The government must beef up defence against cyberattacks as threat of bigger security breaches looms large
Just as we are reeling under the malicious WannaCry attack - a ransomware from the WCry family that has affected over 3,00,000 computers in more than 150 countries - researchers have discovered its more deadly version, called EternalRocks. EternalRocks uses seven NSA (National Security Agency) exploits for Windows as compared to just two used by WannaCry. Even though the potential damage of EternalRocks is yet unfathomable, the onslaught of WannaCry is a wake-up call for governments around the world to beef up their preparedness against large-scale attacks.
The Indian government has downplayed the impact of WannaCry so far. In the first few days of the attack, IT Secretary Aruna Sundararajan said that the attack has been limited to five-six isolated instances, and "there are no reports of a substantial scale to indicate that Indian systems have been hit". Russian multinational cybersecurity and anti-virus provider Kaspersky Labs, however, found that India was the worst hit.
The government's aim to transform the Indian economy into a cashless one is laden with cybersecurity challenges. Its push for digital economy contrasts with the seriousness with which it is handling cybersecurity matters. Consider this: in the last Budget, the government committed to spend Rs 40.48 crore on cybersecurity in 2017/18, lower than the Rs 44.80 crore allocated in 2016/17. In fact, the total expenditure was much higher - Rs 55.96 crore - in 2015/16.
The incidence of cyberattacks is growing at a rapid clip. CERT-In (Indian Computer Emergency Response Team), the nodal agency that coordinates all matters related to cybersecurity in the country, reported 50,362 incidents in 2016 - a rise of 12 per cent from 44,679 cases in 2014. The actual incidents could be 10-times higher as most cases are not reported to CERT-In.
The National Crime Records Bureau (NCRB), which also prepares statistics on cybercrime, states that the number of cases relating to cybercrime has nearly doubled, from 4,356 in 2013 to 8,045 in 2015. Uttar Pradesh tops the chart with 2,208 registered cases, followed by Maharashtra (2,195) and Karnataka (1,447). The number of convictions in 2015 was only 193.
Till about a few years ago, a large number of attacks in India were simple and involved website defacement, phishing and intrusions. Of late, the attacks have become sophisticated. Last year, in one of the biggest cyber breaches till date, hackers targeted ATMs of leading banks using Hitachi systems to steal four-digit PINs (personal identification numbers) of millions of customers.
Early this year, the National Payments Corporation of India reported a bug in the Unified Payment Interface (UPI) application of Bank of Maharashtra which resulted in Rs 25 crore moving out of bank accounts to unknown beneficiaries. Two more banks have reportedly witnessed breaches in their UPI apps.
Evidently, the current security infrastructure and expertise are not adequate to handle big threats. CERT-In, set up under the Department of Information Technology in 2004, is frequently attacked by hackers.

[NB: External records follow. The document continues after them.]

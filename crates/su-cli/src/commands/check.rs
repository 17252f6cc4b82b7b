//! Check command implementation

use anyhow::{bail, Context, Result};
use su_migrate::{CheckOutcome, MigrateError};

use crate::cli::CheckArgs;
use crate::commands::common::ExitCode;
use crate::context::RuntimeContext;

/// Execute the check command
pub(crate) async fn execute(args: &CheckArgs, ctx: &RuntimeContext) -> Result<()> {
    if !ctx.version_control().is_repository().await {
        bail!("Not in a git repository");
    }
    let base = ctx.base_branch(args.base_branch.as_ref())?;
    let migrations_dir = &ctx.settings.migrations_dir;

    match ctx.checker().check(migrations_dir, &base).await {
        Ok(CheckOutcome::NoNewMigrations) => {
            println!("No new migrations added");
            Ok(())
        }
        Ok(CheckOutcome::Ordered { count }) => {
            println!(
                "{} new migration(s) have the latest timestamps, all is good",
                count
            );
            Ok(())
        }
        Err(err @ MigrateError::OrderingViolation { .. }) => {
            eprintln!("Error: {}", err);
            Err(ExitCode(1).into())
        }
        Err(err) => Err(err).with_context(|| {
            format!(
                "Failed to check migrations in {} against origin/{}",
                migrations_dir.display(),
                base
            )
        }),
    }
}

In 2012, after the power blackout in vast regions of India, the government decided to classify cyberattacks into two categories: critical and non-critical. Assets that fall under critical areas are now monitored by National Critical Information Infrastructure Protection Centre (NCIIPC). Last year, NCIIPC told financial institutions to review their critical infrastructure. "A question still prevails: what assets are important and critical. For example, a bank with several thousand branches..assuming if a sizeable sample is critical, then it would be fairly time-consuming to conduct the audit and patch the gaps," says Akshay Garkel, partner (IT security, risk advisory services) at BDO India.
The fact that India didn't have a cybersecurity policy till 2013 puts it behind several developed countries by five to eight years. The government is now working on building sector-specific information-sharing centres for telecom, manufacturing, financial services, and others. "The role of CERT-In has been defensive. It needs to get better in intelligence collection, and proactively look for future threats and engage in offensive mechanism," says an expert.
Another factor that makes India unprepared is the lack of trained cybersecurity professionals. In 2013, the cybersecurity policy stated that there's a need to create 500,000 professionals skilled in cybersecurity in the next five years. Estimates put the current workforce at around 50,000. The low rate of cybercrime convictions coupled with manpower shortage, and the lack of a thriving culture within the government put India on the back foot in this digital war.